Code for ICLR 2020 paper "VL-BERT: Pre-training of Generic Visual-Linguistic Representations".

Overview

VL-BERT

By Weijie Su, Xizhou Zhu, Yue Cao, Bin Li, Lewei Lu, Furu Wei, Jifeng Dai.

This repository is an official implementation of the paper VL-BERT: Pre-training of Generic Visual-Linguistic Representations.

Update on 2020/01/16 Add code of visualization.

Update on 2019/12/20 Our VL-BERT got accepted by ICLR 2020.

Introduction

VL-BERT is a simple yet powerful pre-trainable generic representation for visual-linguistic tasks. It is pre-trained on the massive-scale caption dataset and text-only corpus, and can be fine-tuned for various down-stream visual-linguistic tasks, such as Visual Commonsense Reasoning, Visual Question Answering and Referring Expression Comprehension.
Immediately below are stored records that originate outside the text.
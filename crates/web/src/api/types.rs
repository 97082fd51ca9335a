//! Wire types for the Moorline REST API.
//!
//! Field names and shapes follow the backend exactly. Everything here is a
//! transient read-through copy; the backend owns all of these entities.

use chrono::{DateTime, Utc};
use serde::{Deserialize, Serialize};

use moorline_core::{
    BillingOverride, Email, InviteId, MembershipId, MembershipStatus, OrgBilling, OrgId,
    OrgRequestId, OrgRole, RequestStatus, UserId, VesselId,
};

// =============================================================================
// Current user
// =============================================================================

/// A user as returned by the API.
#[derive(Debug, Clone, Serialize, Deserialize)]
pub struct ApiUser {
    pub id: UserId,
    pub email: Email,
    pub name: Option<String>,
    pub is_super_admin: bool,
}

/// One of the current user's organization memberships.
#[derive(Debug, Clone, Serialize, Deserialize)]
pub struct Membership {
    pub id: MembershipId,
    pub org_id: OrgId,
    pub org_name: String,
    pub role: OrgRole,
    pub status: MembershipStatus,
}

/// Response of `GET /api/me`: identity plus memberships.
///
/// The backend creates the user row on the first authenticated call, so
/// this is also the "get or create" entry point after sign-in.
#[derive(Debug, Clone, Serialize, Deserialize)]
pub struct CurrentUserProfile {
    pub user: ApiUser,
    pub memberships: Vec<Membership>,
}

impl CurrentUserProfile {
    /// Memberships with `ACTIVE` status, the only ones that grant access.
    #[must_use]
    pub fn active_memberships(&self) -> Vec<&Membership> {
        self.memberships
            .iter()
            .filter(|m| m.status.is_active())
            .collect()
    }

    /// The user's active membership in `org`, if any.
    #[must_use]
    pub fn membership_in(&self, org: OrgId) -> Option<&Membership> {
        self.memberships
            .iter()
            .find(|m| m.org_id == org && m.status.is_active())
    }
}

// =============================================================================
// Billing
// =============================================================================

/// Vessel usage block of the billing status response.
#[derive(Debug, Clone, Serialize, Deserialize)]
pub struct VesselUsage {
    pub current: u32,
    pub limit: Option<u32>,
}

/// Billing override block of the billing status response.
///
/// `active` is the backend's own evaluation at response time; pages
/// re-derive activity locally from the full override fields where those
/// are available (super-admin views).
#[derive(Debug, Clone, Serialize, Deserialize)]
pub struct OverrideStatus {
    pub active: bool,
    pub expires_at: Option<DateTime<Utc>>,
}

/// Response of `GET /api/billing/status` (org-scoped, admin only).
#[derive(Debug, Clone, Serialize, Deserialize)]
pub struct BillingStatus {
    pub org_id: OrgId,
    pub org_name: String,
    pub plan: Option<String>,
    pub status: Option<String>,
    pub vessel_limit: Option<u32>,
    pub current_period_end: Option<DateTime<Utc>>,
    pub vessel_usage: VesselUsage,
    pub billing_override: OverrideStatus,
}

impl BillingStatus {
    /// Effective vessel limit: the override expiry is opaque here, so we
    /// trust the backend's `active` flag and the usage block it computed.
    #[must_use]
    pub const fn effective_limit(&self) -> Option<u32> {
        self.vessel_usage.limit
    }
}

/// Response of the checkout-session and portal endpoints: a provider URL
/// to redirect the browser to.
#[derive(Debug, Clone, Serialize, Deserialize)]
pub struct ProviderSession {
    pub url: String,
}

// =============================================================================
// Organization administration
// =============================================================================

/// A member row of `GET /api/orgs/{org}/members`.
#[derive(Debug, Clone, Serialize, Deserialize)]
pub struct Member {
    pub membership_id: MembershipId,
    pub user_id: UserId,
    pub email: Email,
    pub name: Option<String>,
    pub role: OrgRole,
    pub status: MembershipStatus,
}

/// A pending or settled invite.
#[derive(Debug, Clone, Serialize, Deserialize)]
pub struct Invite {
    pub id: InviteId,
    pub email: Email,
    pub role: OrgRole,
    pub expires_at: DateTime<Utc>,
    pub accepted_at: Option<DateTime<Utc>>,
    pub revoked_at: Option<DateTime<Utc>>,
    pub created_at: DateTime<Utc>,
}

impl Invite {
    /// An invite is open while unaccepted, unrevoked, and unexpired.
    #[must_use]
    pub fn is_open(&self, now: DateTime<Utc>) -> bool {
        self.accepted_at.is_none() && self.revoked_at.is_none() && self.expires_at > now
    }
}

/// The requester block of an organization request.
#[derive(Debug, Clone, Serialize, Deserialize)]
pub struct Requester {
    pub id: UserId,
    pub email: Email,
    pub name: Option<String>,
}

/// An organization create/join request under review.
#[derive(Debug, Clone, Serialize, Deserialize)]
pub struct OrgRequest {
    pub id: OrgRequestId,
    pub org_name: String,
    pub requested_by: Requester,
    pub status: RequestStatus,
    pub review_notes: Option<String>,
    pub created_at: DateTime<Utc>,
    pub reviewed_at: Option<DateTime<Utc>>,
}

// =============================================================================
// Super-admin console
// =============================================================================

/// An organization row from the super-admin endpoints, with the raw
/// billing override fields (unlike [`BillingStatus`], which only carries
/// the backend's evaluation).
#[derive(Debug, Clone, Serialize, Deserialize)]
pub struct AdminOrg {
    pub id: OrgId,
    pub name: String,
    pub is_active: bool,
    pub created_at: DateTime<Utc>,
    pub vessel_count: u32,
    pub subscription_plan: Option<String>,
    pub subscription_status: Option<String>,
    pub vessel_limit: Option<u32>,
    pub current_period_end: Option<DateTime<Utc>>,
    pub billing_override_enabled: bool,
    pub billing_override_vessel_limit: Option<u32>,
    pub billing_override_expires_at: Option<DateTime<Utc>>,
    pub billing_override_reason: Option<String>,
}

impl AdminOrg {
    /// The organization's billing override fields as a core predicate input.
    #[must_use]
    pub fn billing_override(&self) -> BillingOverride {
        BillingOverride {
            enabled: self.billing_override_enabled,
            vessel_limit: self.billing_override_vessel_limit,
            expires_at: self.billing_override_expires_at,
            reason: self.billing_override_reason.clone(),
        }
    }

    /// Billing-relevant fields for effective-entitlement resolution.
    #[must_use]
    pub fn billing(&self) -> OrgBilling {
        OrgBilling {
            subscription_status: self.subscription_status.clone(),
            plan_vessel_limit: self.vessel_limit,
            billing_override: self.billing_override(),
        }
    }
}

/// A user row of `GET /api/admin/users`.
#[derive(Debug, Clone, Serialize, Deserialize)]
pub struct AdminUser {
    pub id: UserId,
    pub email: Email,
    pub name: Option<String>,
    pub is_super_admin: bool,
    pub created_at: DateTime<Utc>,
}

// =============================================================================
// Bulk import
// =============================================================================

/// One created row of an import report.
#[derive(Debug, Clone, Serialize, Deserialize)]
pub struct ImportedVessel {
    pub id: VesselId,
    pub name: String,
}

/// One failed row of an import report.
#[derive(Debug, Clone, Serialize, Deserialize)]
pub struct ImportRowError {
    pub row: u32,
    pub error: String,
}

/// Response of the bulk import endpoints.
#[derive(Debug, Clone, Serialize, Deserialize)]
pub struct ImportReport {
    pub success: bool,
    pub created_count: u32,
    pub error_count: u32,
    pub created: Vec<ImportedVessel>,
    pub errors: Vec<ImportRowError>,
}

impl ImportReport {
    /// Report for an import call that failed outright: a single synthetic
    /// row-0 error so the dialog renders something actionable.
    #[must_use]
    pub fn transport_failure(message: String) -> Self {
        Self {
            success: false,
            created_count: 0,
            error_count: 1,
            created: Vec::new(),
            errors: vec![ImportRowError {
                row: 0,
                error: message,
            }],
        }
    }
}

// =============================================================================
// Request bodies
// =============================================================================

/// Body of `PATCH /api/orgs/{org}/members/{id}`.
#[derive(Debug, Clone, Serialize)]
pub struct UpdateMemberBody {
    #[serde(skip_serializing_if = "Option::is_none")]
    pub role: Option<OrgRole>,
    #[serde(skip_serializing_if = "Option::is_none")]
    pub status: Option<MembershipStatus>,
}

/// Body of `POST /api/orgs/{org}/invites`.
#[derive(Debug, Clone, Serialize)]
pub struct InviteBody {
    pub email: Email,
    pub role: OrgRole,
}

/// Body of `POST /api/organization-requests`.
#[derive(Debug, Clone, Serialize)]
pub struct CreateOrgRequestBody {
    pub org_name: String,
    /// Set on the confirm-duplicate retry path only.
    pub force: bool,
}

/// Body of `POST /api/organization-requests/{id}/review`.
#[derive(Debug, Clone, Serialize)]
pub struct ReviewBody {
    pub status: RequestStatus,
    #[serde(skip_serializing_if = "Option::is_none")]
    pub notes: Option<String>,
}

/// Body of `PATCH /api/admin/organizations/{id}/billing-override`.
#[derive(Debug, Clone, Serialize)]
pub struct OverrideUpdateBody {
    pub enabled: bool,
    pub vessel_limit: Option<u32>,
    pub expires_at: Option<DateTime<Utc>>,
    pub reason: Option<String>,
}

/// Body of `POST /api/admin/organizations/{id}/status`.
#[derive(Debug, Clone, Serialize)]
pub struct OrgStatusBody {
    pub is_active: bool,
}

#[cfg(test)]
#[allow(clippy::unwrap_used)]
mod tests {
    use super::*;
    use chrono::TimeDelta;

    #[test]
    fn test_billing_status_wire_shape() {
        // Shape as produced by the backend's billing router.
        let json = r#"{
            "org_id": 7,
            "org_name": "Marina Bay",
            "plan": "standard",
            "status": "active",
            "vessel_limit": 5,
            "current_period_end": "2026-09-01T00:00:00Z",
            "vessel_usage": {"current": 3, "limit": 5},
            "billing_override": {"active": false, "expires_at": null}
        }"#;

        let status: BillingStatus = serde_json::from_str(json).unwrap();
        assert_eq!(status.org_id, OrgId::new(7));
        assert_eq!(status.vessel_usage.current, 3);
        assert_eq!(status.effective_limit(), Some(5));
        assert!(!status.billing_override.active);
    }

    #[test]
    fn test_membership_lookup() {
        let profile = CurrentUserProfile {
            user: ApiUser {
                id: UserId::new(1),
                email: Email::parse("skipper@example.com").unwrap(),
                name: None,
                is_super_admin: false,
            },
            memberships: vec![
                Membership {
                    id: MembershipId::new(1),
                    org_id: OrgId::new(1),
                    org_name: "Marina Bay".to_string(),
                    role: OrgRole::Admin,
                    status: MembershipStatus::Active,
                },
                Membership {
                    id: MembershipId::new(2),
                    org_id: OrgId::new(2),
                    org_name: "Harbor West".to_string(),
                    role: OrgRole::Tech,
                    status: MembershipStatus::Disabled,
                },
            ],
        };

        assert_eq!(profile.active_memberships().len(), 1);
        assert!(profile.membership_in(OrgId::new(1)).is_some());
        // Disabled memberships grant nothing.
        assert!(profile.membership_in(OrgId::new(2)).is_none());
    }

    #[test]
    fn test_admin_org_override_bridge() {
        let now = Utc::now();
        let org = AdminOrg {
            id: OrgId::new(3),
            name: "Marina Bay".to_string(),
            is_active: true,
            created_at: now,
            vessel_count: 12,
            subscription_plan: Some("pro".to_string()),
            subscription_status: Some("active".to_string()),
            vessel_limit: Some(10),
            current_period_end: None,
            billing_override_enabled: true,
            billing_override_vessel_limit: Some(50),
            billing_override_expires_at: Some(now + TimeDelta::days(7)),
            billing_override_reason: Some("migration grace period".to_string()),
        };

        let entitlement = moorline_core::effective_entitlement(&org.billing(), now);
        assert!(entitlement.is_active);
        assert_eq!(entitlement.vessel_limit, Some(50));
    }

    #[test]
    fn test_import_transport_failure_report() {
        let report = ImportReport::transport_failure("connection reset".to_string());
        assert!(!report.success);
        assert_eq!(report.error_count, 1);
        assert_eq!(report.errors.first().map(|e| e.row), Some(0));
    }

    #[test]
    fn test_invite_open_window() {
        let now = Utc::now();
        let invite = Invite {
            id: InviteId::new(1),
            email: Email::parse("new@example.com").unwrap(),
            role: OrgRole::Tech,
            expires_at: now + TimeDelta::days(7),
            accepted_at: None,
            revoked_at: None,
            created_at: now,
        };
        assert!(invite.is_open(now));

        let expired = Invite {
            expires_at: now - TimeDelta::seconds(1),
            ..invite
        };
        assert!(!expired.is_open(now));
    }
}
Thanks to PyTorch and its 3rd-party libraries, this codebase also contains following features:

  • Distributed Training
  • FP16 Mixed-Precision Training
  • Various Optimizers and Learning Rate Schedulers
  • Gradient Accumulation
  • Monitoring the Training Using TensorboardX

Citing VL-BERT

@inproceedings{
  Su2020VL-BERT:,
  title={VL-BERT: Pre-training of Generic Visual-Linguistic Representations},
  author={Weijie Su and Xizhou Zhu and Yue Cao and Bin Li and Lewei Lu and Furu Wei and Jifeng Dai},
  booktitle={International Conference on Learning Representations},
  year={2020},
  url={https://openreview.net/forum?id=SygXPaEYvH}
}

Prepare

Environment

  • Ubuntu 16.04, CUDA 9.0, GCC 4.9.4
  • Python 3.6.x
    # We recommend you to use Anaconda/Miniconda to create a conda environment
    conda create -n vl-bert python=3.6 pip
    conda activate vl-bert
  • PyTorch 1.0.0 or 1.1.0
    conda install pytorch=1.1.0 cudatoolkit=9.0 -c pytorch
  • Apex (optional, for speed-up and fp16 training)
    git clone https://github.com/jackroos/apex
    cd ./apex
    pip install -v --no-cache-dir --global-option="--cpp_ext" --global-option="--cuda_ext" ./  
  • Other requirements:
    pip install Cython
    pip install -r requirements.txt
  • Compile
    ./scripts/init.sh

Data

See PREPARE_DATA.md.

Pre-trained Models

See PREPARE_PRETRAINED_MODELS.md.

Training

Distributed Training on Single-Machine

./scripts/dist_run_single.sh <num_gpus> <task>/train_end2end.py <path_to_cfg> <dir_to_store_checkpoint>
  • <num_gpus>: number of gpus to use.
  • <task>: pretrain/vcr/vqa/refcoco.
  • <path_to_cfg>: config yaml file under ./cfgs/<task>.
  • <dir_to_store_checkpoint>: root directory to store checkpoints.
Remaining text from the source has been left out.